Anonymisation is a critical process for life sciences organisations to protect individuals' privacy while handling personal data. However, the specificity and detail of the personal data used in this sector poses significant challenges to effective anonymisation, sparking extensive academic and judicial debate.
This article delves into the concept of "anonymised" data within the data protection framework, addresses the complexities of the topic, and offers recommendations for organisations in the life sciences field.
The challenge for the life sciences sector
Life sciences organisations may collect personal data from many sources. They might collect human samples from sponsored studies, receive datasets that have already been processed outside of the organisation, or work with public data.
In many cases it may be possible to combine data held within the organisation, or that is easily accessible from collaborators, to identify an individual from the data. To avoid some of the obligations that come from processing personal data, many organisations would like to be able to treat data that they work with, and disclose to third parties, as anonymised data.
The legal background
Anonymous data falls outside the scope of EU and UK data protection laws, namely the GDPR and UK GDPR, which govern the processing of "personal data." Personal data is defined as information relating to an identifiable person.
Pseudonymous data, by contrast, is still personal data, and subject to data protection laws. The GDPR defines "pseudonymisation" as processing data such that it cannot be attributed to a specific individual without additional information, which must be kept separate and protected.
The crux of determining whether information is anonymous involves assessing if a living individual can be identified using "all the means reasonably likely to be used." This includes considering the costs, time, and available technology for identification. The law requires a binary test, to ascertain whether an individual can be identified using reasonably likely means, rather than the likelihood of identification.
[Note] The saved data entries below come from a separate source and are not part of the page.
// Minimal record and adapter used by the unit tests.
use std::cell::{Cell, RefCell};
use std::collections::BTreeMap;
use std::fmt;
use std::hash::{Hash, Hasher};
use std::rc::Rc;

use anyhow::{bail, Result};

use crate::record::{RecordAdapter, TrackedRecord};
use crate::value::PropertyValue;

static NEXT_ID: std::sync::atomic::AtomicU64 = std::sync::atomic::AtomicU64::new(1);

struct Inner {
    id: u64,
    values: RefCell<BTreeMap<String, PropertyValue<TestRecord>>>,
}

/// Identity-compared record backed by a shared property map.
#[derive(Clone)]
pub struct TestRecord(Rc<Inner>);

impl TestRecord {
    pub fn new(values: &[(&str, &str)]) -> Self {
        let values = values
            .iter()
            .map(|(k, v)| (k.to_string(), PropertyValue::from(*v)))
            .collect();
        Self(Rc::new(Inner {
            id: NEXT_ID.fetch_add(1, std::sync::atomic::Ordering::Relaxed),
            values: RefCell::new(values),
        }))
    }

    pub fn set(&self, name: &str, value: &str) {
        self.set_value(name, PropertyValue::from(value));
    }

    pub fn set_value(&self, name: &str, value: PropertyValue<TestRecord>) {
        self.0.values.borrow_mut().insert(name.to_string(), value);
    }

    pub fn get(&self, name: &str) -> PropertyValue<TestRecord> {
        self.get_property(name)
    }
}

impl PartialEq for TestRecord {
    fn eq(&self, other: &Self) -> bool {
        Rc::ptr_eq(&self.0, &other.0)
    }
}

impl Eq for TestRecord {}

impl Hash for TestRecord {
    fn hash<H: Hasher>(&self, state: &mut H) {
        self.0.id.hash(state);
    }
}

impl fmt::Debug for TestRecord {
    fn fmt(&self, f: &mut fmt::Formatter<'_>) -> fmt::Result {
        write!(f, "TestRecord#{}", self.0.id)
    }
}

impl TrackedRecord for TestRecord {
    fn get_property(&self, name: &str) -> PropertyValue<Self> {
        self.0
            .values
            .borrow()
            .get(name)
            .cloned()
            .unwrap_or_else(PropertyValue::null)
    }

    fn set_property(&self, name: &str, value: PropertyValue<Self>) -> Result<()> {
        if name == "readonly" {
            bail!("property `readonly` cannot be written");
        }
        self.set_value(name, value);
        Ok(())
    }
}

/// Adapter that records every call it receives.
#[derive(Default)]
pub struct TestAdapter {
    pub detected: Vec<String>,
    pub detect_calls: Cell<usize>,
    pub deleted: RefCell<Vec<TestRecord>>,
    pub reincarnated: RefCell<Vec<(TestRecord, TestRecord)>>,
    pub fail_delete: Cell<bool>,
    /// Adapter calls in the order they happened.
    pub log: RefCell<Vec<&'static str>>,
}

impl TestAdapter {
    pub fn detecting(properties: &[&str]) -> Self {
        Self {
            detected: properties.iter().map(|s| s.to_string()).collect(),
            ..Self::default()
        }
    }

    pub fn delete_count(&self) -> usize {
        self.deleted.borrow().len()
    }

    pub fn reincarnate_count(&self) -> usize {
        self.reincarnated.borrow().len()
    }
}

impl RecordAdapter for TestAdapter {
    type Record = TestRecord;

    fn detect_properties(&self, _record: &TestRecord) -> Result<Vec<String>> {
        self.detect_calls.set(self.detect_calls.get() + 1);
        Ok(self.detected.clone())
    }

    fn delete_record(&self, record: &TestRecord) -> Result<()> {
        if self.fail_delete.get() {
            bail!("delete refused");
        }
        self.log.borrow_mut().push("delete");
        self.deleted.borrow_mut().push(record.clone());
        Ok(())
    }

    fn reincarnate_record(&self, dead: &TestRecord) -> Result<TestRecord> {
        self.log.borrow_mut().push("reincarnate");
        let alive = TestRecord::new(&[]);
        self.reincarnated
            .borrow_mut()
            .push((dead.clone(), alive.clone()));
        Ok(alive)
    }
}
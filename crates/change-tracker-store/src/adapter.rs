/// `RecordAdapter` implementation backed by a `MemoryStore`.
use std::rc::Rc;

use anyhow::{Context, Result};
use change_tracker::RecordAdapter;

use crate::record::StoreRecord;
use crate::store::MemoryStore;

/// Lets a `ChangeTracker` delete and recreate records in a `MemoryStore`.
#[derive(Debug, Clone)]
pub struct StoreAdapter {
    store: Rc<MemoryStore>,
}

impl StoreAdapter {
    pub fn new(store: Rc<MemoryStore>) -> Self {
        Self { store }
    }

    pub fn store(&self) -> &Rc<MemoryStore> {
        &self.store
    }
}

impl RecordAdapter for StoreAdapter {
    type Record = StoreRecord;

    /// Attributes plus belongs-to relationships of the record's model.
    fn detect_properties(&self, record: &StoreRecord) -> Result<Vec<String>> {
        Ok(record.schema().tracked_properties())
    }

    fn delete_record(&self, record: &StoreRecord) -> Result<()> {
        self.store.delete_record(record)
    }

    /// Creates a blank record of the same model; the tracker restores its
    /// values afterwards.
    fn reincarnate_record(&self, dead: &StoreRecord) -> Result<StoreRecord> {
        self.store
            .create_record(dead.model_name())
            .with_context(|| format!("Failed to reincarnate {dead:?}"))
    }
}

#[cfg(test)]
mod tests {
    use super::*;
    use crate::model::ModelSchema;

    fn adapter() -> StoreAdapter {
        let store = MemoryStore::new();
        store.define_model(
            ModelSchema::new("person")
                .attribute("firstName")
                .belongs_to("company")
                .has_many("friends"),
        );
        StoreAdapter::new(store)
    }

    #[test]
    fn test_detect_properties_excludes_collections() {
        let adapter = adapter();
        let record = adapter.store().create_record("person").expect("create");
        let properties = adapter.detect_properties(&record).expect("detect");
        assert_eq!(properties, vec!["firstName", "company"]);
    }

    #[test]
    fn test_reincarnate_creates_same_model() {
        let adapter = adapter();
        let dead = adapter.store().create_record("person").expect("create");
        adapter.delete_record(&dead).expect("delete");

        let alive = adapter.reincarnate_record(&dead).expect("reincarnate");

        assert_ne!(alive, dead);
        assert_eq!(alive.model_name(), "person");
        assert!(!alive.is_deleted());
        assert_eq!(adapter.store().records_of("person"), vec![alive]);
    }
}
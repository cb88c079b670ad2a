/// In-memory record store for hosting a `ChangeTracker`.
///
/// Provides model schemas (attributes, belongs-to and has-many
/// relationships), identity-compared `StoreRecord` handles, and a
/// `StoreAdapter` that lets the tracker delete and reincarnate records.
pub mod adapter;
pub mod model;
pub mod record;
pub mod store;

pub use adapter::StoreAdapter;
pub use model::{ModelSchema, Relationship, RelationshipKind};
pub use record::StoreRecord;
pub use store::MemoryStore;

/// A change tracker over a `MemoryStore`.
pub type StoreTracker = change_tracker::ChangeTracker<StoreAdapter>;
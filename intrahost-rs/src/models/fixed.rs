use super::{InfectionCourse, IntraHostModel};
use crate::{
    error::{ConfigError, DrawError},
    params::{constants as cte, DiseaseProgressionParameters, ParamStore},
    random::RandomSource,
    Age, DiseaseId, Real,
};
use getset::{CopyGetters, Getters};

/// Intra-host model where every individual is equally infectious.
///
/// Stage durations are drawn exactly as in [`super::HeteroIntraHost`], but the
/// infectivity values are per-disease constants and consume no random numbers.
#[derive(Debug, Clone, PartialEq, Getters, CopyGetters)]
pub struct FixedIntraHost {
    #[getset(get = "pub")]
    progression: DiseaseProgressionParameters,
    #[getset(get_copy = "pub")]
    symp_infectivity: Real,
    #[getset(get_copy = "pub")]
    asymp_infectivity: Real,
}

impl FixedIntraHost {
    pub fn new(
        progression: DiseaseProgressionParameters,
        symp_infectivity: Real,
        asymp_infectivity: Real,
    ) -> Result<Self, ConfigError> {
        for &(name, value) in [
            (cte::SYMP_INFECTIVITY, symp_infectivity),
            (cte::ASYMP_INFECTIVITY, asymp_infectivity),
        ]
        .iter()
        {
            if !value.is_finite() || value < 0.0 {
                return Err(ConfigError::InvalidInfectivity {
                    name: name.to_string(),
                    value,
                });
            }
        }
        Ok(FixedIntraHost {
            progression,
            symp_infectivity,
            asymp_infectivity,
        })
    }
}

impl IntraHostModel for FixedIntraHost {
    fn setup(store: &impl ParamStore, disease: DiseaseId) -> Result<Self, ConfigError> {
        let progression = DiseaseProgressionParameters::setup(store, disease)?;
        let symp = store.scalar(cte::SYMP_INFECTIVITY, disease)?;
        let asymp = store.scalar(cte::ASYMP_INFECTIVITY, disease)?;
        Self::new(progression, symp, asymp)
    }

    fn progression(&self) -> &DiseaseProgressionParameters {
        &self.progression
    }

    fn draw_course<R: RandomSource>(
        &self,
        _age: Age,
        rng: &mut R,
    ) -> Result<InfectionCourse, DrawError> {
        let values = (self.symp_infectivity, self.asymp_infectivity);
        InfectionCourse::draw(&self.progression, rng, |_| Ok(values))
    }
}
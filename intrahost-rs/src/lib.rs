//! Within-host natural history of an infection for agent-based epidemic
//! simulations.
//!
//! Given that an agent becomes exposed to a pathogen, an intra-host model
//! draws how long the agent stays latent, asymptomatic-infectious and
//! symptomatic-infectious, and how infectious it is on each of those days. The
//! result is a [`Trajectory`], consumed by the outer transmission model.
pub mod batch;
pub mod error;
pub mod infection;
pub mod models;
pub mod params;
pub mod prelude;
pub mod random;
pub mod registry;
pub mod sampler;
pub mod trajectory;
pub mod utils;

pub use crate::error::{ConfigError, DrawError, Error, Result};
pub use crate::models::{FixedIntraHost, HeteroIntraHost, IntraHost, IntraHostModel};
pub use crate::registry::DiseaseRegistry;
pub use crate::trajectory::Trajectory;

/// Basic representation of time. Trajectories are indexed by simulated days.
pub type Day = usize;

/// Base Real type used by this crate. Uses an alias to easily change precision
/// if necessary.
pub type Real = f64;

/// Age of an agent at exposure.
pub type Age = u8;

/// Opaque disease handle, assigned by the parameter store.
pub type DiseaseId = usize;

/// Pathogen strain handle.
pub type StrainId = u32;

/// Oldest age covered by the age-dependent parameter tables.
pub const MAX_AGE: Age = 109;
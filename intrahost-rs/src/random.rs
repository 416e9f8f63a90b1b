//! Pseudo-random sources.
//!
//! Every stochastic decision in this crate consumes exactly one number from
//! [`RandomSource::uniform`], so a seeded run always replays the same draws in
//! the same order.
use crate::Real;
use rand::prelude::{Rng, SeedableRng, SmallRng};

/// A stream of uniform numbers in `[0, 1)`.
pub trait RandomSource {
    fn uniform(&mut self) -> Real;
}

impl<R: Rng + ?Sized> RandomSource for R {
    #[inline]
    fn uniform(&mut self) -> Real {
        self.gen::<Real>()
    }
}

/// Default generator seeded from system entropy.
pub fn default_rng() -> SmallRng {
    SmallRng::from_entropy()
}

/// Generator with a fixed seed, for reproducible runs.
pub fn seeded_rng(seed: u64) -> SmallRng {
    SmallRng::seed_from_u64(seed)
}

/// Independent generator for the `index`-th item of a batch.
///
/// The stream depends only on `(base_seed, index)`, never on which worker
/// thread ends up consuming it. No stream, not even index 0, replays
/// `seeded_rng(base_seed)`.
pub fn seeded_stream(base_seed: u64, index: usize) -> SmallRng {
    let offset = (index as u64).wrapping_add(1).wrapping_mul(0x9E37_79B9_7F4A_7C15);
    SmallRng::seed_from_u64(base_seed ^ offset)
}

#[cfg(test)]
mod tests {
    use super::*;

    #[test]
    fn uniform_is_in_unit_interval() {
        let mut rng = seeded_rng(1);
        for _ in 0..10_000 {
            let u = rng.uniform();
            assert!((0.0..1.0).contains(&u));
        }
    }

    #[test]
    fn streams_are_reproducible() {
        let a: Vec<Real> = (0..5).map(|_| seeded_stream(7, 3).uniform()).collect();
        assert!(a.iter().all(|&x| x == a[0]));
        assert_ne!(seeded_stream(7, 3).uniform(), seeded_stream(7, 4).uniform());
    }

    #[test]
    fn first_stream_differs_from_base_generator() {
        for seed in [0, 7, 2021] {
            let mut base = seeded_rng(seed);
            let mut first = seeded_stream(seed, 0);
            let a: Vec<Real> = (0..4).map(|_| base.uniform()).collect();
            let b: Vec<Real> = (0..4).map(|_| first.uniform()).collect();
            assert_ne!(a, b);
        }
    }
}
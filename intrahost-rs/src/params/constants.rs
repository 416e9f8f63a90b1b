///////////////////////////////////////////////////////////////////////////////
// Parameter names, looked up once per disease
///////////////////////////////////////////////////////////////////////////////

pub const NAME: &str = "name";
pub const PROB_SYMPTOMATIC: &str = "symp";
pub const DAYS_LATENT: &str = "days_latent";
pub const DAYS_ASYMP: &str = "days_asymp";
pub const DAYS_SYMP: &str = "days_symp";
pub const INFECTION_MODEL: &str = "infection_model";
pub const INTRA_HOST_MODEL: &str = "intra_host_model";

// Fixed infectivity model
pub const SYMP_INFECTIVITY: &str = "symp_infectivity";
pub const ASYMP_INFECTIVITY: &str = "asymp_infectivity";

// Heterogeneous infectivity model
pub const HETERO_DISTRIBUTION: &str = "hetero_infectivity_distribution";
pub const HETERO_ASYMP_MULTIPLIER: &str = "hetero_infectivity_asymp_multiplier";
pub const HETERO_LOCATION_MAP: &str = "hetero_infectivity_location_map";
pub const HETERO_SCALE_MAP: &str = "hetero_infectivity_scale_map";
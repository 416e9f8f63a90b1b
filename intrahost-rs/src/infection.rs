use crate::{Age, DiseaseId, Real, StrainId};
use serde::{Deserialize, Serialize};
use std::collections::BTreeMap;

/// Pathogen loads an agent was exposed to, keyed by strain.
///
/// Magnitudes are carried along but every strain currently receives the same
/// trajectory shape.
pub type Loads = BTreeMap<StrainId, Real>;

/// The view of an infection an intra-host model needs.
pub trait Infection {
    /// Agent's age when exposed.
    fn age_at_exposure(&self) -> Age;

    /// Disease the agent was exposed to.
    fn disease_id(&self) -> DiseaseId;
}

/// Minimal infection record, used by the batch driver and tests.
#[derive(Debug, Copy, Clone, PartialEq, Eq, Default, Serialize, Deserialize)]
pub struct Exposure {
    pub age: Age,
    pub disease: DiseaseId,
}

impl Exposure {
    pub fn new(age: Age, disease: DiseaseId) -> Self {
        Exposure { age, disease }
    }
}

impl Infection for Exposure {
    fn age_at_exposure(&self) -> Age {
        self.age
    }

    fn disease_id(&self) -> DiseaseId {
        self.disease
    }
}

/// Loads with the same magnitude for each strain.
pub fn uniform_loads(strains: &[StrainId], magnitude: Real) -> Loads {
    strains.iter().map(|&s| (s, magnitude)).collect()
}
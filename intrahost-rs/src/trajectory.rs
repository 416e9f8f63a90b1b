use crate::{Day, Real, StrainId};
use serde::{Deserialize, Serialize};
use std::collections::BTreeMap;

/// Day-indexed course of a single infection.
///
/// Day 0 is the day of exposure. All infectivity sequences and the
/// symptomaticity sequence have the same length, the total duration of the
/// infection. Values past the end read as zero.
#[derive(Debug, Clone, PartialEq, Default, Serialize, Deserialize)]
pub struct Trajectory {
    infectivity: BTreeMap<StrainId, Vec<Real>>,
    symptomaticity: Vec<Real>,
}

/// One (infection, day, strain) entry of a flattened trajectory.
#[derive(Debug, Clone, PartialEq, Serialize, Deserialize)]
pub struct TrajectoryRow {
    pub infection: usize,
    pub day: Day,
    pub strain: StrainId,
    pub infectivity: Real,
    pub symptomaticity: Real,
}

impl Trajectory {
    pub fn new() -> Self {
        Self::default()
    }

    pub fn set_infectivity_trajectory(&mut self, strain: StrainId, values: Vec<Real>) {
        self.infectivity.insert(strain, values);
    }

    pub fn set_symptomaticity_trajectory(&mut self, values: Vec<Real>) {
        self.symptomaticity = values;
    }

    /// Total number of days covered.
    pub fn duration(&self) -> Day {
        self.symptomaticity.len()
    }

    pub fn strains(&self) -> impl Iterator<Item = StrainId> + '_ {
        self.infectivity.keys().copied()
    }

    pub fn infectivity(&self, strain: StrainId) -> Option<&[Real]> {
        self.infectivity.get(&strain).map(|v| v.as_slice())
    }

    pub fn infectivity_by_strain(&self) -> &BTreeMap<StrainId, Vec<Real>> {
        &self.infectivity
    }

    pub fn symptomaticity(&self) -> &[Real] {
        &self.symptomaticity
    }

    pub fn infectivity_on(&self, strain: StrainId, day: Day) -> Real {
        self.infectivity
            .get(&strain)
            .and_then(|v| v.get(day).copied())
            .unwrap_or(0.0)
    }

    pub fn symptomaticity_on(&self, day: Day) -> Real {
        self.symptomaticity.get(day).copied().unwrap_or(0.0)
    }

    /// True if any strain is transmissible on the given day.
    pub fn is_infectious_on(&self, day: Day) -> bool {
        self.infectivity
            .values()
            .any(|v| v.get(day).map_or(false, |&x| x > 0.0))
    }

    pub fn is_symptomatic_on(&self, day: Day) -> bool {
        self.symptomaticity_on(day) > 0.0
    }

    /// Days before symptom onset. Equals the full duration for infections that
    /// never show symptoms.
    pub fn days_incubating(&self) -> Day {
        self.symptomaticity
            .iter()
            .position(|&s| s > 0.0)
            .unwrap_or_else(|| self.duration())
    }

    /// Flatten into one row per day and strain.
    pub fn rows(&self, infection: usize) -> Vec<TrajectoryRow> {
        let mut rows = Vec::with_capacity(self.duration() * self.infectivity.len());
        for (&strain, values) in self.infectivity.iter() {
            for (day, &infectivity) in values.iter().enumerate() {
                rows.push(TrajectoryRow {
                    infection,
                    day,
                    strain,
                    infectivity,
                    symptomaticity: self.symptomaticity_on(day),
                });
            }
        }
        return rows;
    }
}
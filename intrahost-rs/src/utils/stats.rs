use crate::Real;
use getset::CopyGetters;
use serde::{Deserialize, Serialize};

/// Streaming count, mean, variance and range of a sample.
#[derive(Debug, Copy, Clone, PartialEq, CopyGetters, Serialize, Deserialize)]
pub struct RunningStats {
    #[getset(get_copy = "pub")]
    size: usize,
    m1: Real,
    m2: Real,
    #[getset(get_copy = "pub")]
    min: Real,
    #[getset(get_copy = "pub")]
    max: Real,
}

impl RunningStats {
    pub fn new() -> Self {
        Self::default()
    }

    pub fn add(&mut self, x: Real) {
        self.size += 1;
        self.m1 += x;
        self.m2 += x * x;
        self.min = self.min.min(x);
        self.max = self.max.max(x);
    }

    pub fn add_many<I>(&mut self, xs: I)
    where
        I: IntoIterator<Item = Real>,
    {
        for x in xs {
            self.add(x);
        }
    }

    pub fn mean(&self) -> Real {
        self.m1 / self.size as Real
    }

    pub fn var(&self) -> Real {
        let m = self.mean();
        return self.m2 / self.size as Real - m * m;
    }

    pub fn std(&self) -> Real {
        self.var().max(0.0).sqrt()
    }
}

impl Default for RunningStats {
    fn default() -> Self {
        RunningStats {
            size: 0,
            m1: 0.,
            m2: 0.,
            min: Real::INFINITY,
            max: Real::NEG_INFINITY,
        }
    }
}
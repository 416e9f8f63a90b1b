mod functions;
mod profile;
mod stats;

pub use functions::*;
pub use profile::*;
pub use stats::*;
One interesting issue that can arise is that the same dataset can be considered personal data or anonymised data depending on who holds it. For instance, if Person A has a pseudonymised dataset and a key to identify individuals, it constitutes personal data for them. However, if Person B holds the same dataset without the key, it constitutes anonymised data for them.
Issues arising
In most circumstances, the complexities are unlikely to present an issue, but it is necessary to draw attention to them, if only to be aware that this is not always a straightforward area of law.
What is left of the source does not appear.